● What the task requires
With no line omitted, restate the records below exactly as they appear.

(Saved entries)
fn resolve_anchor(stages: &[(NodeId, Vec<String>)], view: &PendingView) -> ConfigResult<NodeId> {
    match &view.anchor {
        ViewAnchor::Label(label) => {
            let owners: Vec<NodeId> = stages
                .iter()
                .filter(|(_, labels)| labels.iter().any(|l| l == label))
                .map(|(id, _)| *id)
                .collect();
            match owners.as_slice() {
                [owner] => Ok(*owner),
                [] => Err(ConfigError::UnresolvedLabel {
                    view: view.name.clone(),
                    label: label.clone(),
                    location: view.location.clone(),
                }),
                many => Err(ConfigError::AmbiguousLabel {
                    view: view.name.clone(),
                    label: label.clone(),
                    count: many.len(),
                    location: view.location.clone(),
                }),
            }
        }
        ViewAnchor::First | ViewAnchor::Last => {
            let owner = if view.anchor == ViewAnchor::First {
                stages.first()
            } else {
                stages.last()
            };
            owner.map(|(id, _)| *id).ok_or_else(|| ConfigError::NoLabeledStage {
                view: view.name.clone(),
                position: if view.anchor == ViewAnchor::First { "first" } else { "last" }.to_string(),
                location: view.location.clone(),
            })
        }
    }
}

fn kind_of(node: &ConfigNode, location: &str) -> ConfigResult<ConfigKind> {
    node.kind.parse().map_err(|kind| ConfigError::UnknownKind {
        kind,
        location: location.to_string(),
    })
}

fn required<'n>(node: &'n ConfigNode, attribute: &str, location: &str) -> ConfigResult<&'n str> {
    node.get(attribute).ok_or_else(|| ConfigError::MissingAttribute {
        kind: node.kind.clone(),
        attribute: attribute.to_string(),
        location: location.to_string(),
    })
}

fn child_path(parent: &str, child: &ConfigNode, index: usize) -> String {
    format!("{}/{}[{}]", parent.trim_end_matches('/'), child.kind, index)
}

fn locate(node: &ConfigNode, path: &str) -> String {
    node.location
        .as_ref()
        .map_or_else(|| path.to_string(), ToString::to_string)
}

● Output of the exercise
fn resolve_anchor(stages: &[(NodeId, Vec<String>)], view: &PendingView) -> ConfigResult<NodeId> {
    match &view.anchor {
        ViewAnchor::Label(label) => {
            let owners: Vec<NodeId> = stages
                .iter()
                .filter(|(_, labels)| labels.iter().any(|l| l == label))
                .map(|(id, _)| *id)
                .collect();
            match owners.as_slice() {
                [owner] => Ok(*owner),
                [] => Err(ConfigError::UnresolvedLabel {
                    view: view.name.clone(),
                    label: label.clone(),
                    location: view.location.clone(),
                }),
                many => Err(ConfigError::AmbiguousLabel {
                    view: view.name.clone(),
                    label: label.clone(),
                    count: many.len(),
                    location: view.location.clone(),
                }),
            }
        }
        ViewAnchor::First | ViewAnchor::Last => {
            let owner = if view.anchor == ViewAnchor::First {
                stages.first()
            } else {
                stages.last()
            };
            owner.map(|(id, _)| *id).ok_or_else(|| ConfigError::NoLabeledStage {
                view: view.name.clone(),
                position: if view.anchor == ViewAnchor::First { "first" } else { "last" }.to_string(),
                location: view.location.clone(),
            })
        }
    }
}

fn kind_of(node: &ConfigNode, location: &str) -> ConfigResult<ConfigKind> {
    node.kind.parse().map_err(|kind| ConfigError::UnknownKind {
        kind,
        location: location.to_string(),
    })
}

fn required<'n>(node: &'n ConfigNode, attribute: &str, location: &str) -> ConfigResult<&'n str> {
    node.get(attribute).ok_or_else(|| ConfigError::MissingAttribute {
        kind: node.kind.clone(),
        attribute: attribute.to_string(),
        location: location.to_string(),
    })
}

fn child_path(parent: &str, child: &ConfigNode, index: usize) -> String {
    format!("{}/{}[{}]", parent.trim_end_matches('/'), child.kind, index)
}

fn locate(node: &ConfigNode, path: &str) -> String {
    node.location
        .as_ref()
        .map_or_else(|| path.to_string(), ToString::to_string)
}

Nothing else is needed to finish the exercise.